- _HOW TO COMPLETE THIS TASK_
Whatever the data contains, copy all of it exactly.

- _DATA TO USE_
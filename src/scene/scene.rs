use glam::Vec3;
use hecs::{Entity, World};

use crate::scene::components::{LightComponent, LightKind, MeshComponent, Name, TransformComponent};
use crate::scene::{Camera, Transform};

/// Entities plus the active camera. The render core only reads it during a
/// frame; game code mutates it between frames.
pub struct Scene {
    pub world: World,
    camera: Camera,
}

/// World-space view of one light.
#[derive(Debug, Clone, Copy)]
pub struct LightInstance {
    pub entity: Entity,
    pub transform: Transform,
    pub light: LightComponent,
}

impl LightInstance {
    pub fn position(&self) -> Vec3 {
        self.transform.translation
    }

    pub fn direction(&self) -> Vec3 {
        self.transform.forward()
    }
}

impl Scene {
    pub fn new() -> Self {
        Self {
            world: World::new(),
            camera: Camera::default(),
        }
    }

    pub fn camera(&self) -> &Camera {
        &self.camera
    }

    pub fn camera_mut(&mut self) -> &mut Camera {
        &mut self.camera
    }

    pub fn set_camera(&mut self, camera: Camera) {
        self.camera = camera;
    }

    pub fn spawn_light(&mut self, name: &str, transform: Transform, light: LightComponent) -> Entity {
        self.world
            .spawn((Name::new(name), TransformComponent(transform), light))
    }

    pub fn spawn_mesh(&mut self, name: &str, transform: Transform, mesh: MeshComponent) -> Entity {
        self.world
            .spawn((Name::new(name), TransformComponent(transform), mesh))
    }

    pub fn despawn(&mut self, entity: Entity) -> bool {
        self.world.despawn(entity).is_ok()
    }

    /// Resolves a light entity. `None` once the entity was despawned or lost
    /// either component.
    pub fn light(&self, entity: Entity) -> Option<LightInstance> {
        let transform = self.world.get::<&TransformComponent>(entity).ok()?.0;
        let light = *self.world.get::<&LightComponent>(entity).ok()?;
        Some(LightInstance {
            entity,
            transform,
            light,
        })
    }

    pub fn light_mut(&mut self, entity: Entity) -> Option<hecs::RefMut<'_, LightComponent>> {
        self.world.get::<&mut LightComponent>(entity).ok()
    }

    /// Every {Transform, Light} pair in world iteration order.
    pub fn lights(&self) -> Vec<LightInstance> {
        self.world
            .query::<(&TransformComponent, &LightComponent)>()
            .iter()
            .map(|(entity, (transform, light))| LightInstance {
                entity,
                transform: transform.0,
                light: *light,
            })
            .collect()
    }

    /// First light of `kind`, shadow casting or not.
    pub fn first_light(&self, kind: LightKind) -> Option<LightInstance> {
        self.lights().into_iter().find(|instance| instance.light.kind == kind)
    }

    pub fn meshes(&self) -> Vec<(Transform, MeshComponent)> {
        self.world
            .query::<(&TransformComponent, &MeshComponent)>()
            .iter()
            .map(|(_, (transform, mesh))| (transform.0, *mesh))
            .collect()
    }

    pub fn has_any_lights(&self) -> bool {
        self.world.query::<&LightComponent>().iter().next().is_some()
    }
}

impl Default for Scene {
    fn default() -> Self {
        Self::new()
    }
}

#[cfg(test)]
mod tests {
    use super::*;

    #[test]
    fn despawned_light_no_longer_resolves() {
        let mut scene = Scene::new();
        let sun = scene.spawn_light("Sun", Transform::IDENTITY, LightComponent::directional());
        assert!(scene.light(sun).is_some());
        assert!(scene.despawn(sun));
        assert!(scene.light(sun).is_none());
        assert!(!scene.has_any_lights());
    }

    #[test]
    fn lights_without_transform_are_not_listed() {
        let mut scene = Scene::new();
        scene.world.spawn((LightComponent::point(3.0),));
        assert!(scene.lights().is_empty());
    }
}
pub mod device;
pub mod orchestrator;
pub mod passes;
pub mod postprocess;
pub mod shadows;
pub mod software;
pub mod target;

pub use device::{FullscreenDraw, Program, RenderDevice, TextureDesc, TextureId, TextureInfo, UniformSlot};
pub use orchestrator::{FrameOrchestrator, FrameReport, PassKind};
pub use postprocess::PostProcessCompositor;
pub use shadows::{CasterState, ShadowCasterSelector};
pub use software::SoftwareDevice;
pub use target::{RenderTarget, RenderTargetDesc, TargetSize};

- _WRITTEN REPLY_
filename src/scene/scene.rs
use glam::Vec3;
use hecs::{Entity, World};

use crate::scene::components::{LightComponent, LightKind, MeshComponent, Name, TransformComponent};
use crate::scene::{Camera, Transform};

/// Entities plus the active camera. The render core only reads it during a
/// frame; game code mutates it between frames.
pub struct Scene {
    pub world: World,
    camera: Camera,
}

/// World-space view of one light.
#[derive(Debug, Clone, Copy)]
pub struct LightInstance {
    pub entity: Entity,
    pub transform: Transform,
    pub light: LightComponent,
}

impl LightInstance {
    pub fn position(&self) -> Vec3 {
        self.transform.translation
    }

    pub fn direction(&self) -> Vec3 {
        self.transform.forward()
    }
}

impl Scene {
    pub fn new() -> Self {
        Self {
            world: World::new(),
            camera: Camera::default(),
        }
    }

    pub fn camera(&self) -> &Camera {
        &self.camera
    }

    pub fn camera_mut(&mut self) -> &mut Camera {
        &mut self.camera
    }

    pub fn set_camera(&mut self, camera: Camera) {
        self.camera = camera;
    }

    pub fn spawn_light(&mut self, name: &str, transform: Transform, light: LightComponent) -> Entity {
        self.world
            .spawn((Name::new(name), TransformComponent(transform), light))
    }

    pub fn spawn_mesh(&mut self, name: &str, transform: Transform, mesh: MeshComponent) -> Entity {
        self.world
            .spawn((Name::new(name), TransformComponent(transform), mesh))
    }

    pub fn despawn(&mut self, entity: Entity) -> bool {
        self.world.despawn(entity).is_ok()
    }

    /// Resolves a light entity. `None` once the entity was despawned or lost
    /// either component.
    pub fn light(&self, entity: Entity) -> Option<LightInstance> {
        let transform = self.world.get::<&TransformComponent>(entity).ok()?.0;
        let light = *self.world.get::<&LightComponent>(entity).ok()?;
        Some(LightInstance {
            entity,
            transform,
            light,
        })
    }

    pub fn light_mut(&mut self, entity: Entity) -> Option<hecs::RefMut<'_, LightComponent>> {
        self.world.get::<&mut LightComponent>(entity).ok()
    }

    /// Every {Transform, Light} pair in world iteration order.
    pub fn lights(&self) -> Vec<LightInstance> {
        self.world
            .query::<(&TransformComponent, &LightComponent)>()
            .iter()
            .map(|(entity, (transform, light))| LightInstance {
                entity,
                transform: transform.0,
                light: *light,
            })
            .collect()
    }

    /// First light of `kind`, shadow casting or not.
    pub fn first_light(&self, kind: LightKind) -> Option<LightInstance> {
        self.lights().into_iter().find(|instance| instance.light.kind == kind)
    }

    pub fn meshes(&self) -> Vec<(Transform, MeshComponent)> {
        self.world
            .query::<(&TransformComponent, &MeshComponent)>()
            .iter()
            .map(|(_, (transform, mesh))| (transform.0, *mesh))
            .collect()
    }

    pub fn has_any_lights(&self) -> bool {
        self.world.query::<&LightComponent>().iter().next().is_some()
    }
}

impl Default for Scene {
    fn default() -> Self {
        Self::new()
    }
}

#[cfg(test)]
mod tests {
    use super::*;

    #[test]
    fn despawned_light_no_longer_resolves() {
        let mut scene = Scene::new();
        let sun = scene.spawn_light("Sun", Transform::IDENTITY, LightComponent::directional());
        assert!(scene.light(sun).is_some());
        assert!(scene.despawn(sun));
        assert!(scene.light(sun).is_none());
        assert!(!scene.has_any_lights());
    }

    #[test]
    fn lights_without_transform_are_not_listed() {
        let mut scene = Scene::new();
        scene.world.spawn((LightComponent::point(3.0),));
        assert!(scene.lights().is_empty());
    }
}
pub mod device;
pub mod orchestrator;
pub mod passes;
pub mod postprocess;
pub mod shadows;
pub mod software;
pub mod target;

pub use device::{FullscreenDraw, Program, RenderDevice, TextureDesc, TextureId, TextureInfo, UniformSlot};
pub use orchestrator::{FrameOrchestrator, FrameReport, PassKind};
pub use postprocess::PostProcessCompositor;
pub use shadows::{CasterState, ShadowCasterSelector};
pub use software::SoftwareDevice;
pub use target::{RenderTarget, RenderTargetDesc, TargetSize};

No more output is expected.